Self-Service Business Intelligence Proves Itself

There's growing interest in giving more mid-range managers access to self-service analytics, with some organizations opting for a combined centralized/decentralized analytics structure.

Jim Schakenbach, Contributing Writer

August 4, 2015

3 Min Read
More companies are giving mid-level managers self-service access to BI.

There's a growing trend in self-service data analytics spreading across the enterprise, loosening the grip of CIOs and data managers and putting the power of analytics into the hands of increasingly-lower rung executives. So what's up with this?

These days it seems we can thank big data for just about everything -- improved customer relationship management, micro-targeted pull marketing, enhanced loyalty programs, highly-customized account provisioning, you name it. While the dramatic increase in data volume has led to all kinds of business benefits, utilizing that data can be -- as the now-classic metaphor defines it -- like trying to drink from a fire hose.

The problem, in many cases, is that data analytics often struggles to keep up. Organizations that have failed to keep pace with their analytics may find themselves coping with growing numbers of dissatisfied data users frustrated with anemic results arriving too late with too little value. Often this is the result of well-intentioned IT departmental heads holding on to centralized data management and analytics in an effort to maintain governance, enterprise data consistency, and best practices. The outcome, however, is that everyone’s grumpy. Data users are unhappy that they can’t get the focused, valuable, timely results they need to do their jobs effectively, while IT is frustrated with inefficient data control and the sneaking suspicion that there’s a better way to handle cross-enterprise data management and analysis. And there is.


Coming to a cubicle near you: self-service business intelligenceEnter a new way to serve up customized data reports that puts users in charge of what they receive and how they receive it: self-service BI. This, in many ways, seems inevitable with the rise of big data. The reality is that most organizations have highly specific data analysis needs within horizontal units such as sales, marketing, finance, HR, and others. With all the juicy data now available, centralized enterprise BI teams are simply unable to deliver the highly-focused goods all these disparate business units want. The answer, of course, is to give the power to the people. By enabling business units to utilize their own analytical tools, richer, more relevant data can be brought to bear more quickly to create more timely, effective, and efficient solutions.

Simply put, self-service BI enables users to customize reports for their own needs, bypassing the predefined data and generic reports that are often the product of centralized enterprise BI teams. There is a downside to all this newly-discovered data power, though. It's the same problem enterprises have stumbled into with bring-your-own-device communications strategies struggling with disparate and perhaps conflicting self-service solutions that don’t play nicely with enterprise-level systems.

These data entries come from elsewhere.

//! Wall clock backed by the tokio timer

use async_trait::async_trait;
use chrono::{DateTime, Local};
use std::time::Duration;

use crate::traits::Clock;

pub struct SystemClock;

#[async_trait]
impl Clock for SystemClock {
    fn now(&self) -> DateTime<Local> {
        Local::now()
    }

    async fn sleep(&self, duration: Duration) {
        if !duration.is_zero() {
            tokio::time::sleep(duration).await;
        }
    }
}
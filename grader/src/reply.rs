//! Parsing of the model's free-text reply.
//!
//! The two extraction patterns below are the parsing contract with the
//! prompt: a `Grade: <n>/<d>` line and a `Feedback: ...` tail. They are
//! deliberately independent, and each degrades to a fixed default on its
//! own, so a half-well-formed reply still yields a usable result.

use lazy_static::lazy_static;
use regex::Regex;
use serde::{Deserialize, Serialize};
use tracing::warn;

lazy_static! {
    static ref GRADE: Regex = Regex::new(r"(?i)Grade:\s*(\d+)\s*/\s*(\d+)").unwrap();
    static ref FEEDBACK: Regex = Regex::new(r"(?is)Feedback:\s*(.*)").unwrap();
}

/// Feedback when the reply carries no recognizable feedback section.
pub const NO_FEEDBACK: &str = "No detailed feedback provided.";

/// A numeric grade plus feedback text for one submission. The grade is a
/// whole non-negative number; every failure mode elsewhere defaults it to 0.
#[derive(Debug, Clone, PartialEq, Eq, Serialize, Deserialize)]
pub struct GradeResult {
    pub grade: u32,
    pub feedback: String,
}

/// Parses a model reply. A missing grade pattern defaults to 0; missing
/// feedback defaults to [`NO_FEEDBACK`]. A grade above its stated
/// denominator is clamped to the denominator; the model is asked to stay in
/// bounds but is not trusted to.
pub fn parse_reply(reply: &str) -> GradeResult {
    let grade = match GRADE.captures(reply) {
        Some(captures) => {
            let numerator: u32 = captures[1].parse().unwrap_or(0);
            let denominator: u32 = captures[2].parse().unwrap_or(u32::MAX);
            if numerator > denominator {
                warn!(numerator, denominator, "model graded above the denominator, clamping");
                denominator
            } else {
                numerator
            }
        }
        None => 0,
    };

    let feedback = FEEDBACK
        .captures(reply)
        .map(|captures| captures[1].trim().to_owned())
        .unwrap_or_else(|| NO_FEEDBACK.to_owned());

    GradeResult { grade, feedback }
}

Still, self-service BI is just too damned attractive to be ignored. That’s why Gartner researchers have recommended a two-tiered approach -- create a single, centralized team working collaboratively with a collection of decentralized teams across the enterprise (here’s a nice summary of their centralized/decentralized BI research). The result (hopefully) is reaping the best of both worlds – business units get their highly-customized, more valuable and timely data analyses while enterprise IT can keep a watchful eye on data consistency, governance, and best practices.

In an Information Age article about self-service business intelligence, BI software vendor Tableau’s CEO Christian Chabot said, “I think we’ll look back at the analytics industry like we currently look back at typing pools. We live in that age now when it comes to data -- anyone who has a question is reliant on a high priesthood of specialists in the back room.”

Self-service BI is changing all that, and for the better.